Monday, April 20, 2020

Dino ‘Ching’ Cingolani: 
A Man of Mounds and Islands
Few today will remember his name, but time was in Ridgefield when Dino “Ching” Cingolani was almost revered among local  baseball fans. The Ridgefield native was wooed by several major league baseball teams for his pitching prowess, played in the minors, and was once praised by the New York Giants great, Carl Hubbell.
A Ridgefield native, Dino Vincent Cingolani was born in 1927, son of  Gino and Ida Pambianchi Cingolani. He grew up in the Branchville section of town and graduated in 1945 from Ridgefield High School.
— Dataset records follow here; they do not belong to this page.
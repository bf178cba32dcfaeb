pub mod math;
pub mod activation;
pub mod layers;
pub mod network;
pub mod loss;
pub mod optim;
pub mod generator;
pub mod data;
pub mod render;
pub mod sink;
pub mod checkpoint;
pub mod train;
pub mod error;

// Convenience re-exports
pub use math::matrix::Matrix;
pub use activation::activation::ActivationFunction;
pub use layers::dense::Layer;
pub use network::network::Network;
pub use loss::mse::MseLoss;
pub use optim::{Adam, Optimizer, OptimizerKind, Sgd};
pub use generator::{DenseGenerator, Generator};
pub use data::{Batch, BatchSource, GlyphDataset, GlyphDims, GlyphLoader};
pub use render::{GridRenderer, SampleImage, SampleRenderer};
pub use sink::{JsonlSink, MetricSink, NoopSink};
pub use checkpoint::Checkpoint;
pub use train::{EpochStats, Phase, RunState, TrainConfig, Trainer};
pub use error::{Error, Result};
There, he had starred on the baseball team and helped lead it to conference championship — not only with his pitching, but with his .485 batting average.
The New York Giants, Brooklyn Dodgers and Philadelphia Nationals all offered him contracts to pitch. However, the 18-year-old chose to take a look at the Giants and, in 1946, headed off to training camp in Florida — on the train trip down, he played pinochle with stars Buddy Kerr, Mel Ott and Hal Schumacher.  
In camp he pitched against Bobby Thompson and others, with Carl Hubbell umpiring. Hubbell at one point declared that the Giants had  “another Bob Feller.”
However, after six weeks in camp, Cigolani returned to Branchville, having balked at signing a contract that the Giants had offered him. Meanwhile, Jack Barry,  coach at  Holy Cross College, offered him a scholarship to come to Worcester, Mass. Back in those days Holy Cross was a baseball powerhouse and had had more than 60 graduates who went into the majors. 
Cigolani thought it over and opted finally to sign with the Giants. He later said it was “a big mistake,” but didn’t explain why.
Starting in 1946, Cingolani played four seasons for the Giants' farm teams in such places as Erie, Springfield, Ogdensburg, and Peekskill with the likes of Hoyt Wilhelm and Bobby Thompson — taking a break to serve in the Army and then returning in 1952 to play at Knoxville. 
Over five seasons he compiled a record of 46 wins and 36 losses, with a batting average of .313. While playing for the Springfield Giants in 1947, he had his best hitting season, with a .347 average, but it was also his only losing season as a pitcher, 11-15.
In 1952, after a season with Knoxville, he decided to abandon minor league play, and return to Ridgefield where he pitched for local teams and in the Danbury City League for many years.  
When Cingolani was honored by the Ridgefield Old Timers Association in 1995, ROTA observed, “Chink would be the first to admit that he made some ill-timed and poor decisions along the way, undoubtedly blocking a sure road to the majors.” The association did not say what those decisions were.
Cingolani spent many years working as a foreman at the Perkin-Elmer Corp. in Norwalk, and then as a salesman.  In 1969 he and his wife, the former Alice Salvestrini, moved to Norwalk.  
Later in life Cingolani focused on his other favorite sport, fishing. He did a lot of it off the shore of Norwalk and he and Alice became very involved promoting public use of and camping on some of the wild Norwalk Islands — particularly Shea and Grassy Islands owned by the city. Alice Cingolani, in fact, was Norwalk’s “Island Warden.”
Adults, Dino told an interviewer in 1990, enjoy the fishing and the scenery, but it’s children who get the most out of the islands.
“You know what it does for them, to take them out, have them build a fire at night?” he said. “They can pick up a shell, dig for clams, or catch a fish. You can’t just watch life on TV.”
Dino Cingolani died in Norwalk in 2004 at the age of 76.
In May of 1946, when he was entering the minor leagues, Cingolani filled out a questionnaire for the American Baseball Bureau in Chicago. Aside from the basics, such as his height (5 foot 9 inches) and weight (160), the form asked for his “ambition in baseball.”
“To get to the top,” he replied.
And “what do you consider your most interesting or unusual experience in baseball?”
That, he replied, was “pitching a no hitter and losing.”
That rare event occurred on April 26, 1944, when the right-hander hurled the no-hitter against Wooster Prep, only to lose 3-2. He faced 23 men in six innings; six reached first — five on walks and one on a fielding error. Unfortunately for Cingolani and Ridgefield, the locals committed errors in the third and fifth innings with walked Wooster players on base, allowing three runners to score.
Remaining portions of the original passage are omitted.